Thursday, February 25, 2016

Not Half Marathon Pace

I felt pretty much destroyed after Sunday's run and was more than a bit worried how my training was going in general as well as how I would recover from this one workout. The way I felt immediately after the run I wasn't sure if I would even be able to run properly the next morning, though it did improve during the day.

Well, at least I was in for a nice surprise on Monday morning. The legs, while tired, were not sore at all and a slow easy 5-mile recovery jog both felt good and made me feel better. I basically repeated the same on Tuesday, a little bit faster for the same subjective easy effort. On Wednesday I did 8 miles still very easy, and the heavy feeling in the legs had completely gone away by then.

The nicest surprise, though, was the heart rate for all of those runs. For the last few weeks, basically ever since I had picked up a bug in that third-rate hospital a month ago, the heart rate had been elevated by a worrying amount for every single run. Looking at the numbers alone you might have thought I was hammering all my runs but they were genuinely at an easy effort. Ever since Monday, that has changed. I have seen this several times before, sometimes one big workout can all of a sudden cause a noticeable drop in your heart rate (or, in other words, a jump in your VDOT). Usually that's a tempo run but on Sunday it was a long run, albeit one with a faster segment in the middle. With that new set of numbers and the legs feeling perfectly fine again, I felt reasonably optimistic that I was ready for another workout on Thursday morning. The plan said 4 miles easy, 4 x 2 miles at half-marathon effort, 4 miles easy again. Tough but manageable?

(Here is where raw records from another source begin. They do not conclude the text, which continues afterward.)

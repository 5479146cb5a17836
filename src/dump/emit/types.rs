// ABOUTME: DDL for domains and user-defined types (composite, enum, range)

use super::{drop_statement, trailer, EmitContext, ObjectEmitter};
use crate::catalog::{DomainDef, TypeBody, TypeDef};
use crate::dump::deferred::DeferredQueue;
use crate::utils::{quote_ident, quote_literal};

pub struct DomainEmitter;

impl ObjectEmitter for DomainEmitter {
    type Object = DomainDef;

    fn emit(
        &self,
        domain: &DomainDef,
        cx: &EmitContext<'_>,
        _deferred: &mut DeferredQueue,
    ) -> Vec<String> {
        let target = domain.name.sql();
        let mut sql = format!("CREATE DOMAIN {} AS {}", target, domain.base_type);
        if let Some(default) = &domain.default {
            sql.push_str(&format!(" DEFAULT {}", default));
        }
        if domain.not_null {
            sql.push_str(" NOT NULL");
        }
        for (name, definition) in &domain.checks {
            sql.push_str(&format!("\n    CONSTRAINT {} {}", quote_ident(name), definition));
        }
        sql.push(';');

        let mut statements = Vec::new();
        if cx.options.clean {
            statements.push(drop_statement("DOMAIN", &target));
        }
        statements.push(sql);
        statements.extend(trailer("DOMAIN", &target, Some("DOMAIN"), &domain.meta, cx.options));
        statements
    }
}

pub struct TypeEmitter;

impl ObjectEmitter for TypeEmitter {
    type Object = TypeDef;

    fn emit(
        &self,
        type_def: &TypeDef,
        cx: &EmitContext<'_>,
        _deferred: &mut DeferredQueue,
    ) -> Vec<String> {
        let target = type_def.name.sql();
        let body = match &type_def.body {
            TypeBody::Enum { labels } => format!(
                "AS ENUM (\n    {}\n)",
                labels
                    .iter()
                    .map(|l| quote_literal(l))
                    .collect::<Vec<_>>()
                    .join(",\n    ")
            ),
            TypeBody::Range { subtype } => format!("AS RANGE (\n    subtype = {}\n)", subtype),
            TypeBody::Composite { attributes } => format!(
                "AS (\n    {}\n)",
                attributes
                    .iter()
                    .map(|a| format!("{} {}", quote_ident(&a.name), a.type_name))
                    .collect::<Vec<_>>()
                    .join(",\n    ")
            ),
        };

        let mut statements = Vec::new();
        if cx.options.clean {
            statements.push(drop_statement("TYPE", &target));
        }
        statements.push(format!("CREATE TYPE {} {};", target, body));
        statements.extend(trailer("TYPE", &target, Some("TYPE"), &type_def.meta, cx.options));
        statements
    }
}
// ABOUTME: Runs the HTTP import endpoint from a TOML configuration file

use crate::config::ServerConfig;
use crate::server;
use anyhow::Result;
use std::path::Path;

/// Load `config_path` (or defaults when absent) and serve until stopped
///
/// # Errors
///
/// Fails when the configuration is invalid or the listen address cannot be bound.
pub async fn serve(config_path: Option<&Path>, listen: Option<String>) -> Result<()> {
    let mut config = match config_path {
        Some(path) => {
            tracing::info!("Loading configuration from {}", path.display());
            ServerConfig::load(path)?
        }
        None => ServerConfig::default(),
    };
    if let Some(addr) = listen {
        config.listen_addr = addr;
    }
    tracing::info!(
        "{} target server(s) configured, sessions expire after {}s",
        config.servers.len(),
        config.session_ttl_secs
    );
    server::serve(config).await
}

It was a freezing cold morning but no wind whatsoever, pretty good conditions - certainly better than what we've had to cope with over the last few months. The first few miles passed quickly, so quickly in fact that I almost forgot that I had to start a fast segment at that point.

What happened next was interesting.

I'm not sure what my half-marathon pace would be at the moment but I would hope for it to be around 6:30. My 2 recent 5k races would indicate that to be a realistic target, though the 10k was a bit slower. But this morning I found it absolutely impossible to run that pace. It is far better to run at a controlled effort than try to overreach just to hit an arbitrary pace goal (which I almost certainly would not have been able to hold for 4 segments), but my controlled pace sure was slower than I would have expected. I ended up with 6:47, 6:45, 6:36, 6:44. The positive signs are that the pace held up very well. The heart rate was very steady at about 160, which is definitely lower than a half marathon effort, and I basically had the feeling that I could have run much, much further at that effort (in fact, the recovery breaks felt unnecessary and just served to break my rhythm) but no faster.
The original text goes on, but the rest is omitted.